If you’ve ever come into an unexpected windfall—maybe a bigger than expected tax refund or a much-anticipated inheritance—you probably know that feeling of giddiness. It’s an exciting feeling, thinking of all the things you can buy, maybe a new car or that kitchen remodel. The problem is, that feeling won’t last long. Ever heard of the hedonic treadmill? The essential idea is that the happiness we feel after buying new toys doesn’t last. Soon enough, we feel exactly as we did before we got the new Porsche. It turns out that if you approach windfalls with that frame of mind (i.e. “what can I buy next?”), the money is liable to slip through your fingers before you know what’s happened, and with very little to show for it.

That’s why it’s crucial to come up with a rule for what to do with money that falls into your lap unexpectedly. A rule that you can follow when the cash seems to be burning a hole in your pocket.

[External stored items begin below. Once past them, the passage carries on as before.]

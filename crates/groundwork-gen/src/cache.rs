//! Template store: built-in templates plus optional on-disk overrides.

use crate::error::{GenError, GenResult};
use crate::template::Template;
use std::collections::HashMap;
use std::path::{Path, PathBuf};
use std::sync::atomic::{AtomicUsize, Ordering};
use std::sync::{Arc, Mutex, PoisonError};

/// Templates compiled into the binary, by name.
pub const BUILTIN_TEMPLATES: &[(&str, &str)] = &[
    ("action", include_str!("../templates/action.tpl")),
    ("constraint", include_str!("../templates/constraint.tpl")),
    ("components", include_str!("../templates/components.tpl")),
    ("holds_unary", include_str!("../templates/holds_unary.tpl")),
    ("holds_nary", include_str!("../templates/holds_nary.tpl")),
    ("term_value", include_str!("../templates/term_value.tpl")),
    ("effect", include_str!("../templates/effect.tpl")),
    ("constraint_check", include_str!("../templates/constraint_check.tpl")),
    (
        "static_constraint_check",
        include_str!("../templates/static_constraint_check.tpl"),
    ),
];

/// Resolves template names to parsed templates, at most once per name.
///
/// A file `<override_dir>/<name>.tpl` takes precedence over the built-in
/// template of the same name. The cache is shared by reference across
/// generation workers.
#[derive(Debug, Default)]
pub struct TemplateCache {
    override_dir: Option<PathBuf>,
    entries: Mutex<HashMap<String, Arc<Template>>>,
    disk_reads: AtomicUsize,
}

impl TemplateCache {
    pub fn new(override_dir: Option<PathBuf>) -> Self {
        Self {
            override_dir,
            ..Self::default()
        }
    }

    pub fn builtin() -> Self {
        Self::new(None)
    }

    pub fn override_dir(&self) -> Option<&Path> {
        self.override_dir.as_deref()
    }

    /// Look up a template, loading and parsing it on first use.
    ///
    /// The lock is held while populating, so concurrent first requests for
    /// the same name read the override file once.
    pub fn get(&self, name: &str) -> GenResult<Arc<Template>> {
        let mut entries = self.entries.lock().unwrap_or_else(PoisonError::into_inner);
        if let Some(template) = entries.get(name) {
            return Ok(Arc::clone(template));
        }

        let template = Arc::new(self.load(name)?);
        entries.insert(name.to_string(), Arc::clone(&template));
        Ok(template)
    }

    fn load(&self, name: &str) -> GenResult<Template> {
        if let Some(dir) = &self.override_dir {
            let path = dir.join(format!("{name}.tpl"));
            if path.is_file() {
                let source = std::fs::read_to_string(&path)
                    .map_err(|source| GenError::TemplateIo { path: path.clone(), source })?;
                self.disk_reads.fetch_add(1, Ordering::Relaxed);
                tracing::debug!("template '{}' loaded from {}", name, path.display());
                return Template::parse(name, &source);
            }
        }

        let source =
            builtin_source(name).ok_or_else(|| GenError::UnknownTemplate(name.to_string()))?;
        Template::parse(name, source)
    }

    /// Number of override files read so far.
    pub fn disk_reads(&self) -> usize {
        self.disk_reads.load(Ordering::Relaxed)
    }
}

pub fn builtin_source(name: &str) -> Option<&'static str> {
    BUILTIN_TEMPLATES
        .iter()
        .find(|(n, _)| *n == name)
        .map(|(_, source)| *source)
}

pub fn builtin_names() -> impl Iterator<Item = &'static str> {
    BUILTIN_TEMPLATES.iter().map(|(name, _)| *name)
}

A rule that your future self will thank you for following.

Share, Save, Spend

Here’s one easy-to-remember idea: share, save, spend. This model is directed toward children and teenagers, but it works for adults, too. The general idea is you come up with a ratio for dividing your newfound wealth. This works for your salary raises, too. (For related reading, see: Teaching Financial Literacy to Tweens: Spend, Save and Share.)

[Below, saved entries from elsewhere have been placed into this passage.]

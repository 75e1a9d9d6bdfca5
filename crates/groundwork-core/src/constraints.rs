//! Constraint catalog: the fixed set of relations generated code can instantiate.

use crate::error::{GroundError, GroundResult};
use serde::Serialize;
use std::fmt;

#[derive(Debug, Clone, Copy, PartialEq, Eq, Serialize)]
#[serde(rename_all = "snake_case")]
pub enum ConstraintKind {
    /// Pairwise distinct values.
    AllDifferent,
    /// The last variable equals the sum of the others.
    Sum,
    /// `x >= y`.
    GreaterEqual,
    /// A relation implemented by the runtime, named by the first parameter.
    External,
}

impl ConstraintKind {
    /// Name of the runtime class that implements the constraint.
    pub fn runtime_class(self) -> &'static str {
        match self {
            Self::AllDifferent => "AlldiffConstraint",
            Self::Sum => "SumConstraint",
            Self::GreaterEqual => "GeqConstraint",
            Self::External => "ExternalConstraint",
        }
    }

    fn check_arity(self, parameters: &[String], variables: &[String]) -> Result<(), String> {
        match self {
            Self::AllDifferent | Self::Sum if variables.len() < 2 => {
                Err(format!("needs at least 2 variables, got {}", variables.len()))
            }
            Self::GreaterEqual if variables.len() != 2 => {
                Err(format!("needs exactly 2 variables, got {}", variables.len()))
            }
            Self::External if parameters.first().is_none_or(|p| p.is_empty()) => {
                Err("first parameter must name the external relation".to_string())
            }
            _ => Ok(()),
        }
    }
}

impl fmt::Display for ConstraintKind {
    fn fmt(&self, f: &mut fmt::Formatter<'_>) -> fmt::Result {
        let name = CATALOG
            .iter()
            .find(|(_, kind)| kind == self)
            .map_or("?", |(name, _)| name);
        write!(f, "{name}")
    }
}

/// Registered constraint names.
pub const CATALOG: &[(&str, ConstraintKind)] = &[
    ("alldiff", ConstraintKind::AllDifferent),
    ("sum", ConstraintKind::Sum),
    ("geq", ConstraintKind::GreaterEqual),
    ("external", ConstraintKind::External),
];

/// A constraint instantiated over concrete variables.
#[derive(Debug, Clone, PartialEq, Eq, Serialize)]
pub struct ConstraintDescriptor {
    pub name: String,
    pub kind: ConstraintKind,
    pub parameters: Vec<String>,
    pub variables: Vec<String>,
}

impl ConstraintDescriptor {
    /// For external constraints, the name of the runtime relation.
    pub fn external_relation(&self) -> Option<&str> {
        match self.kind {
            ConstraintKind::External => self.parameters.first().map(String::as_str),
            _ => None,
        }
    }
}

pub fn lookup(name: &str) -> Option<ConstraintKind> {
    CATALOG.iter().find(|(n, _)| *n == name).map(|(_, kind)| *kind)
}

pub fn is_supported(name: &str) -> bool {
    lookup(name).is_some()
}

/// Build a descriptor for a registered constraint name.
pub fn instantiate(
    name: &str,
    parameters: Vec<String>,
    variables: Vec<String>,
) -> GroundResult<ConstraintDescriptor> {
    let kind = lookup(name).ok_or_else(|| GroundError::UnsupportedConstraint(name.to_string()))?;
    kind.check_arity(&parameters, &variables)
        .map_err(|reason| GroundError::InvalidConstraint {
            name: name.to_string(),
            reason,
        })?;
    Ok(ConstraintDescriptor {
        name: name.to_string(),
        kind,
        parameters,
        variables,
    })
}
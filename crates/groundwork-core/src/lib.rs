//! Core grounding for lifted planning tasks.
//!
//! Turns the parser's typed symbol tables into a ground model: the
//! static/fluent classification ([`classify`]), the state-variable index
//! ([`index::VariableIndex`]), the compiled initial state ([`init`]) and the
//! constraint catalog ([`constraints`]).

pub mod classify;
pub mod config;
pub mod constraints;
pub mod error;
pub mod ground;
pub mod index;
pub mod init;
pub mod objects;
pub mod symbols;
pub mod task;

pub use error::{GroundError, GroundResult};
pub use ground::GroundModel;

For example, you could share (i.e. contribute or donate) 10% of every windfall. Another 50% of the windfall goes to saving for a variety of financial goals. That still leaves you 40% of that tax refund or other lump sum to spend as you like. And the best part? You’ll feel good spending that money, knowing that you focused first on two solid money moves: charitable works and saving for the future.

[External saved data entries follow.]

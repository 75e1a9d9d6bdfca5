//! Generated artifacts and how they land on disk.

use anyhow::{Context, Result};
use chrono::Utc;
use serde::{Deserialize, Serialize};
use sha2::{Digest, Sha256};
use std::fs;
use std::path::{Component, Path};

/// Written after every artifact; a directory without it is an incomplete run.
pub const MANIFEST_FILE: &str = "manifest.json";

/// One generated file, addressed by a relative path.
#[derive(Debug, Clone, PartialEq, Eq, Serialize)]
pub struct Artifact {
    pub name: String,
    pub content: String,
}

impl Artifact {
    pub fn new(name: impl Into<String>, content: impl Into<String>) -> Self {
        Self {
            name: name.into(),
            content: content.into(),
        }
    }

    pub fn sha256(&self) -> String {
        let mut hasher = Sha256::new();
        hasher.update(self.content.as_bytes());
        format!("{:x}", hasher.finalize())
    }
}

/// All artifacts of a run, sorted by name.
#[derive(Debug, Clone, Default, PartialEq, Eq)]
pub struct ArtifactSet {
    artifacts: Vec<Artifact>,
}

impl ArtifactSet {
    pub fn new(mut artifacts: Vec<Artifact>) -> Self {
        artifacts.sort_by(|a, b| a.name.cmp(&b.name));
        Self { artifacts }
    }

    pub fn get(&self, name: &str) -> Option<&Artifact> {
        self.artifacts
            .binary_search_by(|a| a.name.as_str().cmp(name))
            .ok()
            .map(|i| &self.artifacts[i])
    }

    pub fn iter(&self) -> impl Iterator<Item = &Artifact> {
        self.artifacts.iter()
    }

    pub fn names(&self) -> impl Iterator<Item = &str> {
        self.artifacts.iter().map(|a| a.name.as_str())
    }

    pub fn len(&self) -> usize {
        self.artifacts.len()
    }

    pub fn is_empty(&self) -> bool {
        self.artifacts.is_empty()
    }

    pub fn manifest(&self) -> Manifest {
        Manifest {
            version: env!("CARGO_PKG_VERSION").to_string(),
            generated_at: Utc::now().to_rfc3339(),
            artifacts: self
                .artifacts
                .iter()
                .map(|a| ManifestEntry {
                    name: a.name.clone(),
                    sha256: a.sha256(),
                    bytes: a.content.len(),
                })
                .collect(),
        }
    }

    /// Write every artifact under `dir`, then the manifest.
    ///
    /// The previous run's manifest is removed before the first write, so an
    /// interrupted run leaves no manifest behind. Files that manifest listed
    /// and this set no longer produces are deleted.
    pub fn write_to(&self, dir: &Path) -> Result<Manifest> {
        fs::create_dir_all(dir)
            .with_context(|| format!("failed to create output directory {}", dir.display()))?;
        self.clear_previous_run(dir)?;

        for artifact in &self.artifacts {
            let path = dir.join(&artifact.name);
            if let Some(parent) = path.parent() {
                fs::create_dir_all(parent)
                    .with_context(|| format!("failed to create directory {}", parent.display()))?;
            }
            fs::write(&path, &artifact.content)
                .with_context(|| format!("failed to write artifact {}", path.display()))?;
        }

        let manifest = self.manifest();
        let json =
            serde_json::to_string_pretty(&manifest).context("failed to serialize manifest")?;
        let path = dir.join(MANIFEST_FILE);
        fs::write(&path, json).with_context(|| format!("failed to write {}", path.display()))?;
        tracing::info!("wrote {} artifacts to {}", self.artifacts.len(), dir.display());
        Ok(manifest)
    }

    fn clear_previous_run(&self, dir: &Path) -> Result<()> {
        let path = dir.join(MANIFEST_FILE);
        if !path.exists() {
            return Ok(());
        }
        let previous: Option<Manifest> = fs::read_to_string(&path)
            .ok()
            .and_then(|json| serde_json::from_str(&json).ok());
        fs::remove_file(&path)
            .with_context(|| format!("failed to remove stale {}", path.display()))?;

        let Some(previous) = previous else {
            tracing::warn!("ignoring unreadable manifest in {}", dir.display());
            return Ok(());
        };
        for entry in previous.artifacts {
            let relative = Path::new(&entry.name)
                .components()
                .all(|c| matches!(c, Component::Normal(_)));
            if !relative || self.get(&entry.name).is_some() {
                continue;
            }
            let stale = dir.join(&entry.name);
            if stale.is_file() {
                fs::remove_file(&stale)
                    .with_context(|| format!("failed to remove stale {}", stale.display()))?;
                tracing::debug!("removed stale artifact {}", entry.name);
            }
        }
        Ok(())
    }
}

#[derive(Debug, Clone, PartialEq, Eq, Serialize, Deserialize)]
pub struct Manifest {
    pub version: String,
    pub generated_at: String,
    pub artifacts: Vec<ManifestEntry>,
}

#[derive(Debug, Clone, PartialEq, Eq, Serialize, Deserialize)]
pub struct ManifestEntry {
    pub name: String,
    pub sha256: String,
    pub bytes: usize,
}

Writing Down Short-Term and Long-Term Goals

If you don’t like the share, save, spend approach, another way to devise a rule for any unexpected money is to start writing down your short- and long-term financial goals. (For related reading, see: Setting Financial Goals for Your Future.)

Writing down your goals—and revisiting that list frequently—really is a great way to help ensure you’ll achieve those goals. And one step better than simply writing down your goals is to make a detailed plan for achieving them. All you have to do is reverse-engineer your way to them, by writing down how much money you’ll need to achieve each goal, how many days of saving you have until you want to reach that goal and how much money you’ll need to save each day (or week or month) to get there. This type of exercise can be so motivating, you may want to throw all of your inheritance from Aunt Jane toward your future goals. If you’re unclear how to proceed on creating your financial goals, consider consulting a financial planner for help. 

Finally, don’t forget some basic financial rules of thumb. For example, you may owe taxes on the money, so be sure to set aside some money for that bill. And if you don’t have an emergency savings account, use the money to fund one.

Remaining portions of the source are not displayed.